Originally published in Black Warrior Review

 

 

Our first morning in Cahuita, Libby and I woke up early to go for a dawn walk on the beach.  Just after five o’clock, clouds low on the horizon, the sky was the color of bruised fruit: a swirl of grey, purple, and ripe peach. 

            From our house, you could not see the beach, only a stroll away from our front porch.  Vines, bushes, grass—every kind of abstracted, tangled vegetation lay between the dirt road and an ocean view.  There was hibiscus, too.  Growing up in Ohio, I had never known such vivid red among flowers, not even Valentine’s Day roses.

            Rising out of the sandy soil, lean coconut trees pillared up and fanned their palm leaves against the sky.  From up there, I thought, you could scan for ships heading to the Panama Canal 200 miles due east, or even better, for whales heaving their impossible bodies in and out of the water, the perfect arc of their swimming like logarithmic curves along the meridian of the ocean’s surface. 

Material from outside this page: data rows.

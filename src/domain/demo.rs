//! Canned weather for offline demo mode.
//!
//! Each scenario fabricates a full forecast bundle shaped like a live
//! response, so every panel and the animated backdrop have data to show
//! without touching the network.

use chrono::{Duration, Local, Timelike};
use rand::Rng;

use crate::domain::weather::{CurrentConditions, DailyOutlook, ForecastBundle, HourlySample};

#[derive(Debug, Clone, Copy, PartialEq)]
pub struct Scenario {
    pub name: &'static str,
    pub weather_code: u8,
    pub temperature: f32,
    pub wind_speed: f32,
    pub is_day: bool,
}

pub const SCENARIOS: [Scenario; 8] = [
    Scenario {
        name: "Sunny day",
        weather_code: 0,
        temperature: 24.0,
        wind_speed: 6.0,
        is_day: true,
    },
    Scenario {
        name: "Cloudy",
        weather_code: 3,
        temperature: 12.0,
        wind_speed: 10.0,
        is_day: true,
    },
    Scenario {
        name: "Cloudy sunny",
        weather_code: 3,
        temperature: 18.0,
        wind_speed: 8.0,
        is_day: true,
    },
    Scenario {
        name: "Rain",
        weather_code: 65,
        temperature: 9.0,
        wind_speed: 18.0,
        is_day: true,
    },
    Scenario {
        name: "Snow",
        weather_code: 75,
        temperature: -2.0,
        wind_speed: 12.0,
        is_day: true,
    },
    Scenario {
        name: "Windy",
        weather_code: 3,
        temperature: 14.0,
        wind_speed: 32.0,
        is_day: true,
    },
    Scenario {
        name: "Storm",
        weather_code: 96,
        temperature: 14.0,
        wind_speed: 28.0,
        is_day: true,
    },
    Scenario {
        name: "Clear night",
        weather_code: 0,
        temperature: 8.0,
        wind_speed: 4.0,
        is_day: false,
    },
];

pub fn find(name: &str) -> Option<&'static Scenario> {
    let wanted = name.trim();
    SCENARIOS
        .iter()
        .find(|scenario| scenario.name.eq_ignore_ascii_case(wanted))
}

pub fn bundle(scenario: &Scenario) -> ForecastBundle {
    let mut rng = rand::rng();
    let now = Local::now().naive_local();
    let hour_start = now
        .with_minute(0)
        .and_then(|t| t.with_second(0))
        .and_then(|t| t.with_nanosecond(0))
        .unwrap_or(now);

    let hourly = (0..24)
        .map(|i| HourlySample {
            time: hour_start + Duration::hours(i),
            temperature: Some(scenario.temperature + rng.random_range(-2.0..2.0)),
            apparent_temperature: Some(scenario.temperature - 1.0 + rng.random_range(-2.0..2.0)),
        })
        .collect();

    let daily = (0..7)
        .map(|i| {
            let date = now.date() + Duration::days(i);
            DailyOutlook {
                date,
                high: Some(scenario.temperature + 3.0),
                low: Some(scenario.temperature - 2.0),
                sunrise: date.and_hms_opt(7, 30, 0),
                sunset: date.and_hms_opt(16, 30, 0),
                wind_gusts_max: Some(scenario.wind_speed * 1.5),
                precipitation_sum: Some(5.0),
                precipitation_probability: Some(50.0),
                uv_index_max: Some(2.0),
                weather_code: Some(scenario.weather_code),
            }
        })
        .collect();

    ForecastBundle {
        location: format!("{} (Demo)", scenario.name),
        timezone: None,
        current: CurrentConditions {
            time: Some(now),
            temperature: Some(scenario.temperature),
            apparent_temperature: Some(scenario.temperature - 1.0),
            humidity: Some(70.0),
            wind_speed: Some(scenario.wind_speed),
            wind_gusts: Some(scenario.wind_speed * 1.4),
            weather_code: Some(scenario.weather_code),
            is_day: Some(scenario.is_day),
            pressure: Some(1012.0),
            cloud_cover: Some(60.0),
            visibility: Some(9000.0),
        },
        hourly,
        daily,
        fetched_at: Local::now(),
    }
}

            Standing by the sea in front of our house, we looked south, then north.  A mile either way, there were no landmarks that we could see, no building or sign post or even a singular tree, all the familiar shapes and measures by which, back home, we might have steered our way back.  We screwed a bamboo stick into the sand to mark our place.

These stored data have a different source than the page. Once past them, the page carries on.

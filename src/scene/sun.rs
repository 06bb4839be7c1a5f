#![allow(clippy::cast_possible_truncation, clippy::cast_sign_loss, clippy::cast_precision_loss)]

//! Sun rays.
//!
//! Rays fan out from the top-left corner across a quarter turn, each long
//! enough to cross the whole viewport. Positions are fixed; only the alpha
//! pulses, bouncing between 0.1 and 0.8 on a per-ray direction. Intensity
//! controls the ray count, not the brightness.

use rand::Rng;

use crate::scene::classify::SunParams;
use crate::scene::engine::{EffectEngine, LayerStyle};
use crate::scene::surface::Surface;

const FLOOR: usize = 10;
const PULSE_STEP: f32 = 0.005;
const PULSE_MIN: f32 = 0.1;
const PULSE_MAX: f32 = 0.8;
// Terminal cells are roughly twice as tall as wide.
const ROW_ASPECT: f32 = 0.55;

#[derive(Debug, Clone)]
struct Ray {
    angle: f32,
    alpha: f32,
    dir: f32,
}

#[derive(Debug)]
pub struct SunEngine {
    params: SunParams,
    style: LayerStyle,
    surface: Surface,
    rays: Vec<Ray>,
}

impl SunEngine {
    pub fn new(params: SunParams, style: LayerStyle) -> Self {
        Self {
            params,
            style,
            surface: Surface::new(0, 0),
            rays: Vec::new(),
        }
    }

    pub fn params(&self) -> SunParams {
        self.params
    }

    pub fn ray_count(&self) -> usize {
        self.rays.len()
    }

    fn reseed(&mut self) {
        let mut rng = rand::rng();
        let count = FLOOR.max((self.params.intensity * 20.0) as usize);
        let span = (count.saturating_sub(1)).max(1) as f32;
        self.rays = (0..count)
            .map(|i| Ray {
                angle: std::f32::consts::FRAC_PI_2 * (i as f32 / span),
                alpha: rng.random_range(0.2..0.7),
                dir: if rng.random_bool(0.5) { 1.0 } else { -1.0 },
            })
            .collect();
    }
}

impl EffectEngine for SunEngine {
    fn resize(&mut self, width: u16, height: u16) {
        self.surface = Surface::new(width, height);
        self.reseed();
    }

    fn tick(&mut self) {
        if self.surface.is_empty() {
            return;
        }
        // Rays never trail; each frame redraws the fan at its new alpha.
        self.surface.clear();

        let w = f32::from(self.surface.width());
        let h = f32::from(self.surface.height());
        let reach = (w * w + h * h).sqrt();

        for ray in &mut self.rays {
            ray.alpha += ray.dir * PULSE_STEP;
            if ray.alpha > PULSE_MAX {
                ray.dir = -1.0;
            }
            if ray.alpha < PULSE_MIN {
                ray.dir = 1.0;
            }

            let glyph = ray_glyph(ray.angle);
            let (dx, dy) = (ray.angle.cos(), ray.angle.sin() * ROW_ASPECT);
            let mut step = 0.0_f32;
            while step < reach {
                let x = dx * step;
                let y = dy * step;
                if x > w && y > h {
                    break;
                }
                let alpha = ray.alpha * taper(step / reach);
                if alpha < 0.02 {
                    break;
                }
                self.surface.stamp(x, y, glyph, alpha);
                step += 1.0;
            }
        }
    }

    fn surface(&self) -> &Surface {
        &self.surface
    }

    fn style(&self) -> LayerStyle {
        self.style
    }
}

/// Alpha falloff along a ray: full at the origin, 40% three-tenths of the
/// way out, fading to nothing at the tip.
fn taper(t: f32) -> f32 {
    if t < 0.3 {
        1.0 + (0.4 - 1.0) * (t / 0.3)
    } else {
        0.4 * (1.0 - (t - 0.3) / 0.7)
    }
}

fn ray_glyph(angle: f32) -> char {
    use std::f32::consts::PI;
    if angle < PI / 8.0 {
        '─'
    } else if angle < 3.0 * PI / 8.0 {
        '╲'
    } else {
        '│'
    }
}
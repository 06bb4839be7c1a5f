use ratatui::{
    Frame,
    layout::{Constraint, Layout, Rect},
    style::{Color, Modifier, Style},
    text::{Line, Span},
    widgets::{Block, Borders, Clear, List, ListItem, ListState, Paragraph},
};

use crate::app::state::{AppState, SearchState};

const POPUP_SURFACE: Color = Color::Rgb(15, 23, 42);
const POPUP_TEXT: Color = Color::Rgb(226, 232, 240);
const POPUP_MUTED: Color = Color::Rgb(148, 163, 184);
const POPUP_BORDER: Color = Color::Rgb(71, 85, 105);
const POPUP_ACCENT: Color = Color::Rgb(125, 211, 252);

pub fn render(frame: &mut Frame, area: Rect, state: &AppState) {
    frame.render_widget(Clear, area);

    let panel_style = Style::default().fg(POPUP_TEXT).bg(POPUP_SURFACE);
    let block = Block::default()
        .title("Search city")
        .borders(Borders::ALL)
        .style(panel_style)
        .border_style(Style::default().fg(POPUP_BORDER).bg(POPUP_SURFACE));
    let inner = block.inner(area);
    frame.render_widget(block, area);

    let chunks = Layout::vertical([
        Constraint::Length(2),
        Constraint::Min(3),
        Constraint::Length(1),
    ])
    .split(inner);

    render_query_line(frame, chunks[0], &state.search);

    let items = suggestion_items(&state.search);
    if items.is_empty() {
        frame.render_widget(
            Paragraph::new(Line::from(Span::styled(
                empty_list_text(&state.search),
                Style::default().fg(POPUP_MUTED),
            ))),
            chunks[1],
        );
    } else {
        let selected = state.search.selected.min(items.len() - 1);
        let mut list_state = ListState::default().with_selected(Some(selected));
        let list = List::new(items)
            .style(panel_style)
            .highlight_style(
                Style::default()
                    .fg(POPUP_ACCENT)
                    .add_modifier(Modifier::BOLD),
            )
            .highlight_symbol("› ");
        frame.render_stateful_widget(list, chunks[1], &mut list_state);
    }

    frame.render_widget(
        Paragraph::new(status_text(&state.search)).style(Style::default().fg(POPUP_MUTED)),
        chunks[2],
    );
}

fn render_query_line(frame: &mut Frame, area: Rect, search: &SearchState) {
    let query_line = Paragraph::new(vec![Line::from(vec![
        Span::styled("Search: ", Style::default().fg(POPUP_MUTED)),
        Span::styled(
            format!("{}▌", search.query),
            Style::default()
                .fg(POPUP_TEXT)
                .add_modifier(Modifier::BOLD),
        ),
    ])])
    .block(
        Block::default()
            .borders(Borders::BOTTOM)
            .border_style(Style::default().fg(POPUP_BORDER)),
    );
    frame.render_widget(query_line, area);
}

fn suggestion_items(search: &SearchState) -> Vec<ListItem<'static>> {
    search
        .suggestions
        .iter()
        .map(|location| ListItem::new(location.suggestion_line()))
        .collect()
}

fn empty_list_text(search: &SearchState) -> &'static str {
    if search.loading {
        "Searching..."
    } else if search.query.is_empty() {
        "Type a city name"
    } else {
        "No matches yet"
    }
}

fn status_text(search: &SearchState) -> &'static str {
    if search.loading {
        "Searching..."
    } else {
        "Enter search · ↑/↓ choose · Esc close"
    }
}
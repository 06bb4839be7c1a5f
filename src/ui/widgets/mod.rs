pub mod backdrop;
pub mod current;
pub mod daily;
pub mod detail;
pub mod hourly;
pub mod neo;
pub mod search;
mod shared;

            We took off our shoes to feel the sand between our toes.  Our feet sank ankle deep, and walking was clumsy until we reached the waterline, where the beach was packed down flat as a tabletop.  We weaved in and out with the surf, although our weaving was less frantic than what we saw from the sandpipers ahead of us, those stiff-legged runners that probe the water’s edge until a wave sends them scurrying back.  Now and then, the wave wins, but the sandpiper cheats, leaps up into the air, opens its wings, and flies to dry ground.      

            Perches of driftwood lay everywhere—twigs, roots, and branches big as my arm; logs, trunks, even whole trees—all whittled, polished, or splintered into chips and slivers by forces I knew nothing about.  Some pieces were twisted into surreal shapes, and I could not keep secret strange impressions that slipped inside my thoughts.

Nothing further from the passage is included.